However, I will use this popular blogging platform to push for Federal legislation that I feel is necessary and vital to the future of our great country.
The President needs to call an emergency meeting now, to convene the House and Senate and get my Bill pushed through...PRONTO!
My proposal: On your bathroom sink, you have a tube of toothpaste. On that same sink, you may have a tube of butt cream. Next to that, you may find a tube of medicated muscle rub. Ladies and gentlemen, this is a recipe for disaster and immediate action must be taken!
Let me throw out one possible Doomsday Scenario. It's 6 am and you've just woken from a long night's slumber. To the sink you go to brush the very teeth that spent the night in your tepid, stinky piehole. You reach, in the faint early morning light, for a tube of what you think is toothpaste. Instead, it is either a) butt cream or b) icy-hot.

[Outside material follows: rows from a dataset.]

//! Class template payload validation.
//!
//! - Add: parent `PackageStructure` must exist
//! - Modify/Delete: the `ClassTemplate` must exist

use crate::error::PayloadError;
use crate::lookup::KnowledgeDirectory;
use crate::schema::{self, AddClassTemplate, ModifyClassTemplate};
use crate::validator::PayloadValidator;
use async_trait::async_trait;
use ckr_domain::ids::ClassTemplateId;
use ckr_domain::{ChangeAction, TargetKind};
use std::sync::Arc;

/// Validator for `CLASS_TEMPLATE` feedback
pub struct ClassTemplateValidator {
    directory: Arc<dyn KnowledgeDirectory>,
}

impl ClassTemplateValidator {
    /// Validator over the given directory
    #[must_use]
    pub fn new(directory: Arc<dyn KnowledgeDirectory>) -> Self {
        Self { directory }
    }
}

#[async_trait]
impl PayloadValidator for ClassTemplateValidator {
    fn target_kind(&self) -> TargetKind {
        TargetKind::ClassTemplate
    }

    async fn validate(
        &self,
        action: ChangeAction,
        target_id: Option<u64>,
        payload: &str,
    ) -> Result<(), PayloadError> {
        match action {
            ChangeAction::Add => {
                let add: AddClassTemplate = schema::parse(payload)?;
                if !self.directory.package_structure_exists(add.structure_id).await? {
                    return Err(PayloadError::ParentNotFound {
                        parent: "PackageStructure",
                        id: add.structure_id.value(),
                    });
                }
                Ok(())
            }
            ChangeAction::Modify => {
                let _parsed: ModifyClassTemplate = schema::parse(payload)?;
                let id = target_id.ok_or(PayloadError::TargetIdRequired)?;
                if !self.directory.class_template_exists(ClassTemplateId(id)).await? {
                    return Err(PayloadError::ModifyTargetNotFound {
                        kind: TargetKind::ClassTemplate,
                        id,
                    });
                }
                Ok(())
            }
            ChangeAction::Delete => {
                let id = target_id.ok_or(PayloadError::TargetIdRequired)?;
                if !self.directory.class_template_exists(ClassTemplateId(id)).await? {
                    return Err(PayloadError::DeleteTargetNotFound {
                        kind: TargetKind::ClassTemplate,
                        id,
                    });
                }
                Ok(())
            }
        }
    }
}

I will let you use your mind to figure out how and why grabbing the wrong tube could be bad. Hint: It's not mistakenly applying toothpaste to the old balloon knot. That feels rather refreshing...I mean, that's what I've been told.
The government needs to step in and call for a drastic change in packaging of these tubed-materials. You can reach into your pocket and tell if the coin you are holding is a quarter, a dime, a penny just by feel. I propose the same distinction be made with the above items. We must work together to blur and crossover the old party lines to get this Bill passed. It is not something we should do, it is something we WILL do.
I need to only remind you of the horror that could result from an early morning episode with a toothbrush and the application of Ben-Gay to the bristles...or Ben-Gay to other areas. Harrowing, indeed.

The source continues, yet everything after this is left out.